Another question raised at the symposium was whether the FWP had promoted empathy. Benji de la Piedra responded by way of considering what Ellison had gained from his oral history work. For Ellison, the experience was days spent out on the street, writing down children’s rhymes at a school playground or interviewing people on the sidewalk at Eighth Avenue and 125th Street. Then at night he would immerse himself in reading the great American novels. Ellison, he said,
has a line in an interview where he says [something like] “the rhythms and the idioms coming from my interviewees was straight out of Twain and Henry James.” And so your question about empathy gets me to what might be a weird segue, but I think as an oral historian, I have learned how beautiful everybody’s speech is.
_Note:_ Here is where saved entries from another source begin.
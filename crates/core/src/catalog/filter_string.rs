//! Compact filter encoding: `<category_part>[&min=N][&max=N]`.

use serde::{Deserialize, Serialize};

use super::price::PriceBounds;

#[derive(Clone, Debug, Default, PartialEq, Eq, Serialize, Deserialize)]
pub struct FilterSpec {
    pub category_string: String,
    pub min_price: i64,
    pub max_price: i64,
}

impl FilterSpec {
    /// Decodes a filter string. Never fails: unknown segments and unparsable
    /// bounds are dropped, and a later `min=`/`max=` overrides an earlier one.
    pub fn parse(input: &str) -> Self {
        let mut segments = input.split('&');
        let mut spec = Self {
            category_string: segments.next().unwrap_or_default().to_string(),
            ..Self::default()
        };

        for segment in segments {
            if let Some(value) = segment.strip_prefix("max=") {
                if let Some(max) = parse_bound(value) {
                    spec.max_price = max;
                }
            } else if let Some(value) = segment.strip_prefix("min=") {
                if let Some(min) = parse_bound(value) {
                    spec.min_price = min;
                }
            }
        }

        spec
    }

    pub fn from_optional(input: Option<&str>) -> Self {
        input.map(Self::parse).unwrap_or_default()
    }

    pub fn price_bounds(&self) -> PriceBounds {
        PriceBounds::normalize(self.min_price, self.max_price)
    }
}

fn parse_bound(raw: &str) -> Option<i64> {
    raw.trim().parse::<i64>().ok()
}
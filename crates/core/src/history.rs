//! Recently-viewed policy: most recent first, one entry per product, capped.

use chrono::{DateTime, Utc};

use crate::domain::product::ProductId;
use crate::domain::user::ViewHistoryEntry;

pub const DEFAULT_VIEW_HISTORY_LIMIT: usize = 20;
pub const DEFAULT_RECENTLY_VIEWED: usize = 4;

/// Moves `product_id` to the front of `history`, stamped `viewed_at`, then truncates to `cap`.
pub fn record_view(
    history: &mut Vec<ViewHistoryEntry>,
    product_id: ProductId,
    viewed_at: DateTime<Utc>,
    cap: usize,
) {
    history.retain(|entry| entry.product_id != product_id);
    history.insert(0, ViewHistoryEntry { product_id, viewed_at });
    history.truncate(cap);
}

pub fn recent(history: &[ViewHistoryEntry], limit: usize) -> &[ViewHistoryEntry] {
    &history[..limit.min(history.len())]
}
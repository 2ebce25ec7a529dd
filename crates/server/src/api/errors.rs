use axum::{
    http::StatusCode,
    response::{IntoResponse, Response},
    Json,
};
use serde::{Deserialize, Serialize};
use tracing::{error, warn};

use storefront_core::errors::{ApplicationError, DomainError, InterfaceError};
use storefront_db::repositories::RepositoryError;

/// Body of every non-2xx response.
#[derive(Debug, Clone, PartialEq, Eq, Serialize, Deserialize)]
pub struct ErrorBody {
    pub message: String,
    pub code: String,
}

/// Handler error: an `InterfaceError` that knows how to render itself.
#[derive(Debug)]
pub struct ApiError(pub InterfaceError);

impl ApiError {
    pub fn status(&self) -> StatusCode {
        StatusCode::from_u16(self.0.status_code()).unwrap_or(StatusCode::INTERNAL_SERVER_ERROR)
    }

    pub fn malformed_filter(detail: impl Into<String>) -> Self {
        DomainError::MalformedFilter(detail.into()).into()
    }
}

fn correlation_id() -> String {
    uuid::Uuid::new_v4().to_string()
}

impl From<ApplicationError> for ApiError {
    fn from(error: ApplicationError) -> Self {
        Self(error.into_interface(correlation_id()))
    }
}

impl From<DomainError> for ApiError {
    fn from(error: DomainError) -> Self {
        ApplicationError::from(error).into()
    }
}

impl From<RepositoryError> for ApiError {
    fn from(error: RepositoryError) -> Self {
        ApplicationError::from(error).into()
    }
}

impl IntoResponse for ApiError {
    fn into_response(self) -> Response {
        let status = self.status();
        let interface = &self.0;

        if status.is_server_error() {
            error!(
                event_name = "api.request.failed",
                correlation_id = interface.correlation_id(),
                status = status.as_u16(),
                code = interface.code(),
                error = %interface,
                "request failed"
            );
        } else {
            warn!(
                event_name = "api.request.rejected",
                correlation_id = interface.correlation_id(),
                status = status.as_u16(),
                code = interface.code(),
                error = %interface,
                "request rejected"
            );
        }

        let body =
            ErrorBody { message: interface.user_message(), code: interface.code().to_string() };
        (status, Json(body)).into_response()
    }
}
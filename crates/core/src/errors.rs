use thiserror::Error;

#[derive(Clone, Debug, Error, PartialEq, Eq)]
pub enum DomainError {
    #[error("invalid sort option `{0}` (expected name|price_asc|price_desc|rating_desc)")]
    InvalidSortOrder(String),
    #[error("validation failed: {0}")]
    Validation(String),
    #[error("{entity} `{id}` not found")]
    NotFound { entity: &'static str, id: String },
    #[error("conflict: {0}")]
    Conflict(String),
    #[error("unauthorized: {0}")]
    Unauthorized(String),
    #[error("forbidden: {0}")]
    Forbidden(String),
    #[error("malformed filter: {0}")]
    MalformedFilter(String),
}

impl DomainError {
    pub fn not_found(entity: &'static str, id: impl Into<String>) -> Self {
        Self::NotFound { entity, id: id.into() }
    }
}

#[derive(Clone, Debug, Error, PartialEq, Eq)]
pub enum ApplicationError {
    #[error(transparent)]
    Domain(#[from] DomainError),
    #[error("persistence failure: {0}")]
    Persistence(String),
    #[error("integration failure: {0}")]
    Integration(String),
    #[error("configuration failure: {0}")]
    Configuration(String),
}

#[derive(Clone, Debug, Error, PartialEq, Eq)]
pub enum InterfaceError {
    #[error("bad request: {message}")]
    BadRequest { message: String, correlation_id: String },
    #[error("unauthorized: {message}")]
    Unauthorized { message: String, correlation_id: String },
    #[error("forbidden: {message}")]
    Forbidden { message: String, correlation_id: String },
    #[error("not found: {message}")]
    NotFound { message: String, correlation_id: String },
    #[error("conflict: {message}")]
    Conflict { message: String, correlation_id: String },
    #[error("malformed filter: {message}")]
    NotAcceptable { message: String, correlation_id: String },
    #[error("service unavailable: {message}")]
    ServiceUnavailable { message: String, correlation_id: String },
    #[error("gateway timeout: {message}")]
    GatewayTimeout { message: String, correlation_id: String },
    #[error("internal error: {message}")]
    Internal { message: String, correlation_id: String },
}

impl InterfaceError {
    pub fn status_code(&self) -> u16 {
        match self {
            Self::BadRequest { .. } => 400,
            Self::Unauthorized { .. } => 401,
            Self::Forbidden { .. } => 403,
            Self::NotFound { .. } => 404,
            Self::Conflict { .. } => 409,
            Self::NotAcceptable { .. } => 406,
            Self::ServiceUnavailable { .. } => 503,
            Self::GatewayTimeout { .. } => 504,
            Self::Internal { .. } => 500,
        }
    }

    /// Stable machine-readable code sent alongside the message.
    pub fn code(&self) -> &'static str {
        match self {
            Self::BadRequest { .. } => "bad_request",
            Self::Unauthorized { .. } => "unauthorized",
            Self::Forbidden { .. } => "forbidden",
            Self::NotFound { .. } => "not_found",
            Self::Conflict { .. } => "conflict",
            Self::NotAcceptable { .. } => "malformed_filter",
            Self::ServiceUnavailable { .. } => "service_unavailable",
            Self::GatewayTimeout { .. } => "gateway_timeout",
            Self::Internal { .. } => "internal_error",
        }
    }

    pub fn message(&self) -> &str {
        match self {
            Self::BadRequest { message, .. }
            | Self::Unauthorized { message, .. }
            | Self::Forbidden { message, .. }
            | Self::NotFound { message, .. }
            | Self::Conflict { message, .. }
            | Self::NotAcceptable { message, .. }
            | Self::ServiceUnavailable { message, .. }
            | Self::GatewayTimeout { message, .. }
            | Self::Internal { message, .. } => message,
        }
    }

    pub fn correlation_id(&self) -> &str {
        match self {
            Self::BadRequest { correlation_id, .. }
            | Self::Unauthorized { correlation_id, .. }
            | Self::Forbidden { correlation_id, .. }
            | Self::NotFound { correlation_id, .. }
            | Self::Conflict { correlation_id, .. }
            | Self::NotAcceptable { correlation_id, .. }
            | Self::ServiceUnavailable { correlation_id, .. }
            | Self::GatewayTimeout { correlation_id, .. }
            | Self::Internal { correlation_id, .. } => correlation_id,
        }
    }

    /// Message safe to show to a client; internal failures never leak their cause.
    pub fn user_message(&self) -> String {
        match self {
            Self::ServiceUnavailable { .. } => {
                "The service is temporarily unavailable. Please retry shortly.".to_string()
            }
            Self::Internal { .. } => "Something went wrong.".to_string(),
            other => other.message().to_string(),
        }
    }
}

impl ApplicationError {
    pub fn into_interface(self, correlation_id: impl Into<String>) -> InterfaceError {
        let correlation_id = correlation_id.into();
        let mut mapped = InterfaceError::from(self);
        match &mut mapped {
            InterfaceError::BadRequest { correlation_id: id, .. }
            | InterfaceError::Unauthorized { correlation_id: id, .. }
            | InterfaceError::Forbidden { correlation_id: id, .. }
            | InterfaceError::NotFound { correlation_id: id, .. }
            | InterfaceError::Conflict { correlation_id: id, .. }
            | InterfaceError::NotAcceptable { correlation_id: id, .. }
            | InterfaceError::ServiceUnavailable { correlation_id: id, .. }
            | InterfaceError::GatewayTimeout { correlation_id: id, .. }
            | InterfaceError::Internal { correlation_id: id, .. } => *id = correlation_id,
        }
        mapped
    }
}

impl From<ApplicationError> for InterfaceError {
    fn from(value: ApplicationError) -> Self {
        let correlation_id = "unassigned".to_owned();
        match value {
            ApplicationError::Domain(domain) => {
                let message = domain.to_string();
                match domain {
                    DomainError::InvalidSortOrder(_) | DomainError::Validation(_) => {
                        Self::BadRequest { message, correlation_id }
                    }
                    DomainError::NotFound { .. } => Self::NotFound { message, correlation_id },
                    DomainError::Conflict(_) => Self::Conflict { message, correlation_id },
                    DomainError::Unauthorized(_) => {
                        Self::Unauthorized { message, correlation_id }
                    }
                    DomainError::Forbidden(_) => Self::Forbidden { message, correlation_id },
                    DomainError::MalformedFilter(_) => {
                        Self::NotAcceptable { message, correlation_id }
                    }
                }
            }
            ApplicationError::Persistence(message) | ApplicationError::Integration(message) => {
                Self::ServiceUnavailable { message, correlation_id }
            }
            ApplicationError::Configuration(message) => {
                Self::Internal { message, correlation_id }
            }
        }
    }
}

impl From<DomainError> for InterfaceError {
    fn from(value: DomainError) -> Self {
        ApplicationError::from(value).into()
    }
}
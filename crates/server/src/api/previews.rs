use axum::{
    extract::{rejection::PathRejection, Path, State},
    Json,
};
use tracing::debug;

use storefront_core::catalog::{filter_products, to_previews, ProductPreview};
use storefront_core::search::{search_query, KeywordQuery, SearchMode};

use super::errors::ApiError;
use super::AppState;

pub const SEARCH_PROMPT: &str = "Please enter a search query";

/// Prefix of a search path segment that selects wide matching.
const WIDE_PREFIX: &str = "w=";

pub async fn list_previews(
    State(state): State<AppState>,
) -> Result<Json<Vec<ProductPreview>>, ApiError> {
    let products = state.products.list().await?;
    Ok(Json(to_previews(&products)))
}

pub async fn filter_previews(
    filter: Result<Path<String>, PathRejection>,
    State(state): State<AppState>,
) -> Result<Json<Vec<ProductPreview>>, ApiError> {
    let Path(filter) =
        filter.map_err(|rejection| ApiError::malformed_filter(rejection.body_text()))?;

    let products = state.products.list().await?;
    let matched = filter_products(products.iter().collect::<Vec<_>>(), &filter);
    Ok(Json(to_previews(&matched)))
}

pub async fn search_prompt() -> Json<&'static str> {
    Json(SEARCH_PROMPT)
}

/// `w=kw1 kw2&filter` searches wide; anything else is a strict search.
pub async fn search_previews(
    query: Result<Path<String>, PathRejection>,
    State(state): State<AppState>,
) -> Result<Json<Vec<ProductPreview>>, ApiError> {
    let Path(raw) =
        query.map_err(|rejection| ApiError::malformed_filter(rejection.body_text()))?;

    let (mode, raw) = match raw.strip_prefix(WIDE_PREFIX) {
        Some(rest) => (SearchMode::Wide, rest),
        None => (SearchMode::Strict, raw.as_str()),
    };
    let query = KeywordQuery::parse(raw);

    let products = state.products.list().await?;
    let matched = search_query(products.iter().collect::<Vec<_>>(), &query, mode);

    debug!(
        event_name = "api.previews.search",
        mode = ?mode,
        keyword_count = query.keywords.len(),
        match_count = matched.len(),
        "search served"
    );
    Ok(Json(to_previews(&matched)))
}

#[cfg(test)]
mod tests {
    use axum::{
        extract::{Path, State},
        Json,
    };

    use super::{filter_previews, list_previews, search_previews, search_prompt, SEARCH_PROMPT};
    use crate::api::test_support::{memory_state_with, shelf};

    fn ids(previews: &[storefront_core::catalog::ProductPreview]) -> Vec<&str> {
        previews.iter().map(|preview| preview.product_id.as_str()).collect()
    }

    #[tokio::test]
    async fn all_previews_keep_catalog_order() {
        let Json(previews) = list_previews(State(memory_state_with(shelf()))).await.expect("list");
        assert_eq!(ids(&previews), vec!["cable", "tv", "mouse"]);
    }

    #[tokio::test]
    async fn filter_path_combines_category_and_price() {
        let state = memory_state_with(shelf());
        let Json(previews) =
            filter_previews(Ok(Path("USBCables*Mice&max=700".to_string())), State(state))
                .await
                .expect("filter");
        assert_eq!(ids(&previews), vec!["cable", "mouse"]);
    }

    #[tokio::test]
    async fn empty_search_returns_the_prompt() {
        let Json(prompt) = search_prompt().await;
        assert_eq!(prompt, SEARCH_PROMPT);
    }

    #[tokio::test]
    async fn strict_search_needs_every_name_keyword() {
        let state = memory_state_with(shelf());
        let Json(strict) =
            search_previews(Ok(Path("wireless cable".to_string())), State(state.clone()))
                .await
                .expect("strict");
        assert!(strict.is_empty());

        let Json(wide) = search_previews(Ok(Path("w=wireless cable".to_string())), State(state))
            .await
            .expect("wide");
        assert_eq!(ids(&wide), vec!["cable", "mouse"]);
    }

    #[tokio::test]
    async fn search_applies_trailing_filter() {
        let state = memory_state_with(shelf());
        let Json(previews) =
            search_previews(Ok(Path("w=wireless cable&all&min=300".to_string())), State(state))
                .await
                .expect("search");
        assert_eq!(ids(&previews), vec!["mouse"]);
    }
}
The delight that one can take in how somebody expresses themself. And we might call this vernacular idiomatic. But there’s something about the beauty of speech itself, I wonder if that’s a way to get people to empathize with the person they’re hearing. It’s like, “Just enjoy what it sounds like to listen to them,” you know? I don’t know if that’s too off the wall.
It didn’t strike me as off the wall at all.
Pictured above: Ralph Ellison (l.) and Oscar Archiquette (r.)